Learning of Tensors
Tensors are a special data structure, very similar to arrays and matrices. In PyTorch, we use tensors to encode the input and output of the model, as well as the parameters of the model.
Tensors are similar to NumPy’s ndarrays, except that tensors can run on GPUs or other hardware accelerators. In fact, tensors and NumPy arrays can often share the same underlying memory, eliminating the need to copy data (see Bridging with NumPy). Tensors are also optimized for automatic differentiation (we will see more about this later in the Autograd section). If you are familiar with ndarrays, you will be familiar with the Tensor API.
import torch
import numpy as np
Initializing a Tensor Initializing a tensor
Directly from data Initialized directly from data
Tensors can be created directly from data. Data types are automatically inferred.
data = [[1, 2],[3, 4]]
x_data = torch.tensor(data)
From a NumPy array Initialized from a NumPy array
Tensors can be created from NumPy arrays (and vice versa — see Bridging with NumPy).
np_array = np.array(data)
x_np = torch.from_numpy(np_array)
From another tensor Initialized from another tensor
The new tensor retains the properties (shape, data type) of the parameter tensor unless overridden explicitly.

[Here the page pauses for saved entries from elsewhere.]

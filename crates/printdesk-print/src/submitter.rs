// SPDX-License-Identifier: PMPL-1.0-or-later
// Copyright (c) 2026 Jonathan D.A. Jewell (hyperpolymath) <jonathan.jewell@open.ac.uk>
//
// Remote print submitter.
//
// One submission is one fresh session:
//
//   connect -> open SFTP -> upload -> run print script -> close
//
// The lifecycle is recorded as `SubmissionState` transitions. Every path ends
// in `Closed`, including failures and cancellation. The blocking session runs
// on tokio's blocking pool, bounded by the submission timeout.

use std::path::{Path, PathBuf};
use std::sync::Arc;
use std::time::Duration;

use chrono::Utc;
use tokio_util::sync::CancellationToken;
use tracing::{debug, info, instrument, warn};

use printdesk_core::config::AppConfig;
use printdesk_core::error::{PrintdeskError, Result};
use printdesk_core::types::{
    PrintCredential, PrinterOptions, SubmissionId, SubmissionResult, SubmissionState,
};

use crate::command::{
    RemoteScript, check_command, parse_queue_listing, print_command, queue_command,
    remote_path_for, remove_command, sweep_command,
};
use crate::ssh::SshTransport;
use crate::transport::{CommandOutput, RemoteSession, Transport};

/// Submitter settings, usually derived from [`AppConfig`].
#[derive(Debug, Clone)]
pub struct SubmitterSettings {
    pub print_program: String,
    pub remote_temp_dir: String,
    pub stale_remote_minutes: Option<u32>,
    pub connect_timeout: Duration,
    pub submission_timeout: Duration,
}

impl SubmitterSettings {
    pub fn from_config(config: &AppConfig) -> Self {
        Self {
            print_program: config.print_program.clone(),
            remote_temp_dir: config.remote_temp_dir.clone(),
            stale_remote_minutes: config.stale_remote_minutes,
            connect_timeout: config.connect_timeout(),
            submission_timeout: config.submission_timeout(),
        }
    }
}

impl Default for SubmitterSettings {
    fn default() -> Self {
        Self::from_config(&AppConfig::default())
    }
}

/// Uploads documents to a print host and runs the print command there.
#[derive(Clone)]
pub struct Submitter {
    transport: Arc<dyn Transport>,
    settings: SubmitterSettings,
}

impl std::fmt::Debug for Submitter {
    fn fmt(&self, f: &mut std::fmt::Formatter<'_>) -> std::fmt::Result {
        f.debug_struct("Submitter")
            .field("settings", &self.settings)
            .finish_non_exhaustive()
    }
}

impl Submitter {
    pub fn new(transport: Arc<dyn Transport>, settings: SubmitterSettings) -> Self {
        Self {
            transport,
            settings,
        }
    }

    /// Submitter over real SSH connections.
    pub fn ssh(config: &AppConfig) -> Self {
        Self::new(Arc::new(SshTransport), SubmitterSettings::from_config(config))
    }

    pub fn settings(&self) -> &SubmitterSettings {
        &self.settings
    }

    /// Upload `local_path` and print it with `options`.
    ///
    /// Returns `Ok` once the print command has run, whatever its exit code;
    /// check [`SubmissionResult::success`] or call
    /// [`SubmissionResult::into_result`]. Session-level failures (connect,
    /// authentication, transfer, timeout) are returned as errors.
    pub async fn submit(
        &self,
        credential: PrintCredential,
        local_path: &Path,
        options: PrinterOptions,
    ) -> Result<SubmissionResult> {
        self.submit_with_cancel(credential, local_path, options, CancellationToken::new())
            .await
    }

    /// [`submit`](Self::submit) with caller-controlled cancellation.
    ///
    /// Dropping the returned future also cancels the session.
    #[instrument(skip_all, fields(target = %credential.target(), copies = options.copies, duplex = options.duplex))]
    pub async fn submit_with_cancel(
        &self,
        credential: PrintCredential,
        local_path: &Path,
        options: PrinterOptions,
        cancel: CancellationToken,
    ) -> Result<SubmissionResult> {
        let id = SubmissionId::new();
        let remote_path = remote_path_for(&self.settings.remote_temp_dir, id);
        let script = RemoteScript::new(
            print_command(&self.settings.print_program, &options, &remote_path),
            &remote_path,
        );
        let sweep = self
            .settings
            .stale_remote_minutes
            .map(|minutes| sweep_command(&self.settings.remote_temp_dir, minutes).render());

        info!(%id, remote_path = %remote_path, "submitting print job");
        let started_at = Utc::now();

        let job = SessionJob {
            transport: Arc::clone(&self.transport),
            credential,
            local_path: local_path.to_path_buf(),
            remote_path: remote_path.clone(),
            script: script.render(),
            sweep,
            connect_timeout: self.settings.connect_timeout,
        };

        let (transitions, outcome) = self.run_blocking(cancel, move |c| job.run(c)).await?;
        let output = outcome?;

        let result = SubmissionResult {
            id,
            success: output.success(),
            exit_code: output.exit_code,
            stdout: output.stdout,
            stderr: output.stderr,
            remote_path,
            transitions,
            started_at,
            finished_at: Utc::now(),
        };

        if result.success {
            info!(%id, "print command succeeded");
        } else {
            warn!(%id, exit_code = result.exit_code, stderr = %result.stderr.trim(), "print command failed");
        }
        Ok(result)
    }

    /// Open a session, run `echo ok`, close it. Returns the command output.
    #[instrument(skip_all, fields(target = %credential.target()))]
    pub async fn test_connection(&self, credential: PrintCredential) -> Result<String> {
        let output = self
            .run_command(credential, check_command().render())
            .await?;
        if !output.success() {
            return Err(PrintdeskError::RemoteCommand {
                exit_code: output.exit_code,
                stderr: output.stderr.trim().to_string(),
            });
        }
        Ok(output.stdout.trim().to_string())
    }

    /// Jobs currently waiting on `queue` (or the host's default queue).
    #[instrument(skip_all, fields(target = %credential.target(), queue = ?queue))]
    pub async fn queue_status(
        &self,
        credential: PrintCredential,
        queue: Option<&str>,
    ) -> Result<Vec<String>> {
        let output = self
            .run_command(credential, queue_command(queue).render())
            .await?;
        if !output.success() {
            return Err(PrintdeskError::RemoteCommand {
                exit_code: output.exit_code,
                stderr: output.stderr.trim().to_string(),
            });
        }
        let jobs = parse_queue_listing(&output.stdout);
        debug!(jobs = jobs.len(), "queue listing parsed");
        Ok(jobs)
    }

    async fn run_command(
        &self,
        credential: PrintCredential,
        command: String,
    ) -> Result<CommandOutput> {
        let transport = Arc::clone(&self.transport);
        let connect_timeout = self.settings.connect_timeout;
        let (_, outcome) = self
            .run_blocking(CancellationToken::new(), move |cancel| {
                run_single_command(transport.as_ref(), &credential, &command, connect_timeout, cancel)
            })
            .await?;
        outcome
    }

    /// Run a blocking session on the blocking pool, bounded by the submission
    /// timeout. Timing out or dropping the future cancels `cancel`.
    async fn run_blocking<F>(
        &self,
        cancel: CancellationToken,
        session: F,
    ) -> Result<(Vec<SubmissionState>, Result<CommandOutput>)>
    where
        F: FnOnce(&CancellationToken) -> (Vec<SubmissionState>, Result<CommandOutput>)
            + Send
            + 'static,
    {
        let guard = cancel.clone().drop_guard();
        let handle = tokio::task::spawn_blocking({
            let cancel = cancel.clone();
            move || session(&cancel)
        });

        let timeout = self.settings.submission_timeout;
        let joined = match tokio::time::timeout(timeout, handle).await {
            Ok(joined) => joined,
            Err(_) => {
                // The guard cancels the session, which cleans up on its own.
                warn!(timeout_secs = timeout.as_secs(), "remote session timed out");
                return Err(PrintdeskError::Timeout(format!(
                    "remote session did not finish within {}s",
                    timeout.as_secs()
                )));
            }
        };
        guard.disarm();

        joined.map_err(|e| PrintdeskError::Io(std::io::Error::other(e)))
    }
}

// -- Blocking session ----------------------------------------------------------

/// Everything a blocking submission session needs, owned so it can move onto
/// the blocking pool.
struct SessionJob {
    transport: Arc<dyn Transport>,
    credential: PrintCredential,
    local_path: PathBuf,
    remote_path: String,
    script: String,
    sweep: Option<String>,
    connect_timeout: Duration,
}

/// Records state transitions, refusing illegal ones.
struct Lifecycle {
    state: SubmissionState,
    transitions: Vec<SubmissionState>,
}

impl Lifecycle {
    fn new() -> Self {
        Self {
            state: SubmissionState::Disconnected,
            transitions: vec![SubmissionState::Disconnected],
        }
    }

    fn advance(&mut self, next: SubmissionState) {
        if !self.state.can_advance_to(next) {
            warn!(from = ?self.state, to = ?next, "ignoring illegal session transition");
            return;
        }
        debug!(from = ?self.state, to = ?next, "session transition");
        self.state = next;
        self.transitions.push(next);
    }

    fn reached(&self, state: SubmissionState) -> bool {
        self.transitions.contains(&state)
    }

    fn finish(mut self, outcome: &Result<CommandOutput>) -> Vec<SubmissionState> {
        match outcome {
            Ok(output) if output.success() => self.advance(SubmissionState::Succeeded),
            _ => self.advance(SubmissionState::Failed),
        }
        self.advance(SubmissionState::Closed);
        self.transitions
    }
}

impl SessionJob {
    fn run(self, cancel: &CancellationToken) -> (Vec<SubmissionState>, Result<CommandOutput>) {
        let mut lifecycle = Lifecycle::new();
        let mut session: Option<Box<dyn RemoteSession>> = None;

        let outcome = self.drive(cancel, &mut lifecycle, &mut session);

        if let Some(mut session) = session {
            // An upload began but the script never completed: the remote file
            // may still be there.
            if outcome.is_err() && lifecycle.reached(SubmissionState::Uploading) {
                best_effort(&mut *session, &remove_command(&self.remote_path).render());
            }
            if let Some(sweep) = &self.sweep {
                if !cancel.is_cancelled() {
                    best_effort(&mut *session, sweep);
                }
            }
            if let Err(err) = session.close() {
                debug!(%err, "session close failed");
            }
        }

        (lifecycle.finish(&outcome), outcome)
    }

    fn drive(
        &self,
        cancel: &CancellationToken,
        lifecycle: &mut Lifecycle,
        slot: &mut Option<Box<dyn RemoteSession>>,
    ) -> Result<CommandOutput> {
        lifecycle.advance(SubmissionState::Connecting);
        ensure_live(cancel)?;
        let session = slot.insert(
            self.transport
                .connect(&self.credential, self.connect_timeout)?,
        );
        lifecycle.advance(SubmissionState::Connected);

        ensure_live(cancel)?;
        session.open_file_transfer()?;
        lifecycle.advance(SubmissionState::SftpOpen);

        ensure_live(cancel)?;
        lifecycle.advance(SubmissionState::Uploading);
        let bytes = session.upload(&self.local_path, &self.remote_path)?;
        lifecycle.advance(SubmissionState::Uploaded);
        debug!(bytes, remote_path = %self.remote_path, "document uploaded");

        ensure_live(cancel)?;
        lifecycle.advance(SubmissionState::Executing);
        session.execute(&self.script)
    }
}

/// Open a session, run one command, close it.
fn run_single_command(
    transport: &dyn Transport,
    credential: &PrintCredential,
    command: &str,
    connect_timeout: Duration,
    cancel: &CancellationToken,
) -> (Vec<SubmissionState>, Result<CommandOutput>) {
    let outcome = ensure_live(cancel).and_then(|()| {
        let mut session = transport.connect(credential, connect_timeout)?;
        let result = ensure_live(cancel).and_then(|()| session.execute(command));
        if let Err(err) = session.close() {
            debug!(%err, "session close failed");
        }
        result
    });
    (Vec::new(), outcome)
}

/// `Err(Cancelled)` once `cancel` has fired. Checked between session steps;
/// a protocol operation already in flight is never interrupted.
fn ensure_live(cancel: &CancellationToken) -> Result<()> {
    if cancel.is_cancelled() {
        Err(PrintdeskError::Cancelled)
    } else {
        Ok(())
    }
}

fn best_effort(session: &mut dyn RemoteSession, command: &str) {
    match session.execute(command) {
        Ok(output) if output.success() => debug!(command, "cleanup ran"),
        Ok(output) => debug!(command, exit_code = output.exit_code, "cleanup exited non-zero"),
        Err(err) => debug!(command, %err, "cleanup failed"),
    }
}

x_ones = torch.ones_like(x_data) # retains the properties of x_data
print(f"Ones Tensor: \n {x_ones} \n")
x_rand = torch.rand_like(x_data, dtype=torch.float) # overrides the datatype of x_data
print(f"Random Tensor: \n {x_rand} \n")
With random or constant values With random or constant values
shape
is a tuple of tensor dimensions. In the function below, it determines the dimensionality of the output tensor.
shape = (2,3,)
rand_tensor = torch.rand(shape)
ones_tensor = torch.ones(shape)
zeros_tensor = torch.zeros(shape)
print(f"Random Tensor: \n {rand_tensor} \n")
print(f"Ones Tensor: \n {ones_tensor} \n")
print(f"Zeros Tensor: \n {zeros_tensor}")
Attributes of a Tensor
Tensor properties describe their shape, data type, and the device on which they are stored.
tensor = torch.rand(3,4)
print(f"Shape of tensor: {tensor.shape}")
print(f"Datatype of tensor: {tensor.dtype}")
print(f"Device tensor is stored on: {tensor.device}")
Standard numpy-like indexing and slicing Standard numpy-like indexing and slicing
tensor = torch.ones(4, 4)
print(f"First row: {tensor[0]}")
print(f"First column: {tensor[:, 0]}")
print(f"Last column: {tensor[..., -1]}")
tensor[:,1] = 0
print(tensor)
Joining tensors connecting tensors
Concatenating Tensors You can use torch.cat
to concatenate a sequence of tensors along a given dimension. See also torch.stack, another torch.cat
slightly different tensor concatenation operator than .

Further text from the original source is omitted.